Penn To Obama on Marijuana "he would not be president under his policies"

Dr Kynes

Well-Known Member
ok kinda confused after reading that ....^^^^^^ then this



let me explain... you say that you once grafted a rose in botany class in 1978, but yet you graduated in 1987 ( early in fact) at the age of 16. you grafted a rose when you where 7 in your second grade botany class...Dude :-P
it mighta been 79 or 80. 4 H club bro. i raised and slaughtered a pig in the 6th grade or so as well.

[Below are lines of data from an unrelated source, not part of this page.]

use std::cmp::Ordering;

use geo_types::Coord;

/// A node located on segment `segment_index` of its segment string.
///
/// `fraction` is the position along that segment (0 at its start vertex,
/// 1 at its end vertex) and only serves to order nodes on the same segment.
#[derive(Clone, Copy, Debug)]
pub struct SegmentNode {
    pub coord: Coord<f64>,
    pub segment_index: usize,
    pub fraction: f64,
}

impl SegmentNode {
    /// Ordering key: segment index, fraction, then x and y so that nodes
    /// projecting to the same fraction still have a total order.
    fn cmp_key(&self, other: &SegmentNode) -> Ordering {
        self.segment_index
            .cmp(&other.segment_index)
            .then_with(|| signless(self.fraction).total_cmp(&signless(other.fraction)))
            .then_with(|| signless(self.coord.x).total_cmp(&signless(other.coord.x)))
            .then_with(|| signless(self.coord.y).total_cmp(&signless(other.coord.y)))
    }
}

/// `total_cmp` orders -0.0 before 0.0; adding 0.0 maps -0.0 to 0.0.
#[inline]
fn signless(v: f64) -> f64 {
    v + 0.0
}

impl PartialEq for SegmentNode {
    fn eq(&self, other: &Self) -> bool {
        self.cmp_key(other) == Ordering::Equal
    }
}

impl Eq for SegmentNode {}

impl PartialOrd for SegmentNode {
    fn partial_cmp(&self, other: &Self) -> Option<Ordering> {
        Some(self.cmp(other))
    }
}

impl Ord for SegmentNode {
    fn cmp(&self, other: &Self) -> Ordering {
        self.cmp_key(other)
    }
}

/// Sorted, duplicate-free list of the nodes of one segment string.
///
/// Nodes live in a flat `Vec` kept in order, so merging nodes from several
/// passes is a binary search and an insert.
#[derive(Clone, Debug, Default)]
pub struct SegmentNodeList {
    nodes: Vec<SegmentNode>,
}

impl SegmentNodeList {
    pub fn new() -> Self {
        Self { nodes: Vec::new() }
    }

    /// Inserts `node` unless an equal node is present. Returns whether it was inserted.
    pub fn insert(&mut self, node: SegmentNode) -> bool {
        match self.nodes.binary_search(&node) {
            Ok(_) => false,
            Err(pos) => {
                self.nodes.insert(pos, node);
                true
            }
        }
    }

    pub fn contains(&self, node: &SegmentNode) -> bool {
        self.nodes.binary_search(node).is_ok()
    }

    pub fn len(&self) -> usize {
        self.nodes.len()
    }

    pub fn is_empty(&self) -> bool {
        self.nodes.is_empty()
    }

    pub fn iter(&self) -> std::slice::Iter<'_, SegmentNode> {
        self.nodes.iter()
    }

    pub fn first(&self) -> Option<&SegmentNode> {
        self.nodes.first()
    }

    pub fn last(&self) -> Option<&SegmentNode> {
        self.nodes.last()
    }

    pub(crate) fn take(&mut self) -> Vec<SegmentNode> {
        std::mem::take(&mut self.nodes)
    }
}

impl<'a> IntoIterator for &'a SegmentNodeList {
    type Item = &'a SegmentNode;
    type IntoIter = std::slice::Iter<'a, SegmentNode>;

    fn into_iter(self) -> Self::IntoIter {
        self.nodes.iter()
    }
}

#[cfg(test)]
mod tests {
    use super::*;

    fn node(seg: usize, fraction: f64, x: f64, y: f64) -> SegmentNode {
        SegmentNode { coord: Coord { x, y }, segment_index: seg, fraction }
    }

    #[test]
    fn test_insert_keeps_order() {
        let mut list = SegmentNodeList::new();
        assert!(list.insert(node(1, 0.5, 5.0, 0.0)));
        assert!(list.insert(node(0, 0.0, 0.0, 0.0)));
        assert!(list.insert(node(1, 0.25, 2.5, 0.0)));
        assert!(list.insert(node(2, 0.0, 10.0, 0.0)));

        let order: Vec<(usize, f64)> = list.iter().map(|n| (n.segment_index, n.fraction)).collect();
        assert_eq!(order, vec![(0, 0.0), (1, 0.25), (1, 0.5), (2, 0.0)]);
    }

    #[test]
    fn test_duplicates_are_unified() {
        let mut list = SegmentNodeList::new();
        assert!(list.insert(node(3, 0.5, 1.0, 1.0)));
        assert!(!list.insert(node(3, 0.5, 1.0, 1.0)));
        assert_eq!(list.len(), 1);
        assert!(list.contains(&node(3, 0.5, 1.0, 1.0)));
    }

    #[test]
    fn test_same_fraction_distinct_coords_are_kept() {
        let mut list = SegmentNodeList::new();
        assert!(list.insert(node(0, 0.5, 1.0, 2.0)));
        assert!(list.insert(node(0, 0.5, 2.0, 1.0)));
        assert_eq!(list.len(), 2);
        assert_eq!(list.first().map(|n| n.coord.x), Some(1.0));
    }
}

let me clear up the confusion. California High School, Proficiency Exam, you can take it at 16, passing this test indicates a proficiency that would place one in the top 10% of the graduating class of that year. It is treated legally as a diploma, not a GED. I took the test, and passed it in the spring of 87. less than a week after my 16th birthday. shit like that happens in the country. I wasnt goin to college without a football scholarship, no matter what grades i had, and when your family is broke, ya get a job. in my 19th year my grandpappy took me to firebaugh for a year to teach me what farmin is really all about. he thought i would try and go to college, i decided i liked farm work. turns out that wasnt the smart move. story of my life.
 

londonfog

Well-Known Member
it mighta been 79 or 80. 4 H club bro. i raised and slaughtered a pig in the 6th grade or so as well.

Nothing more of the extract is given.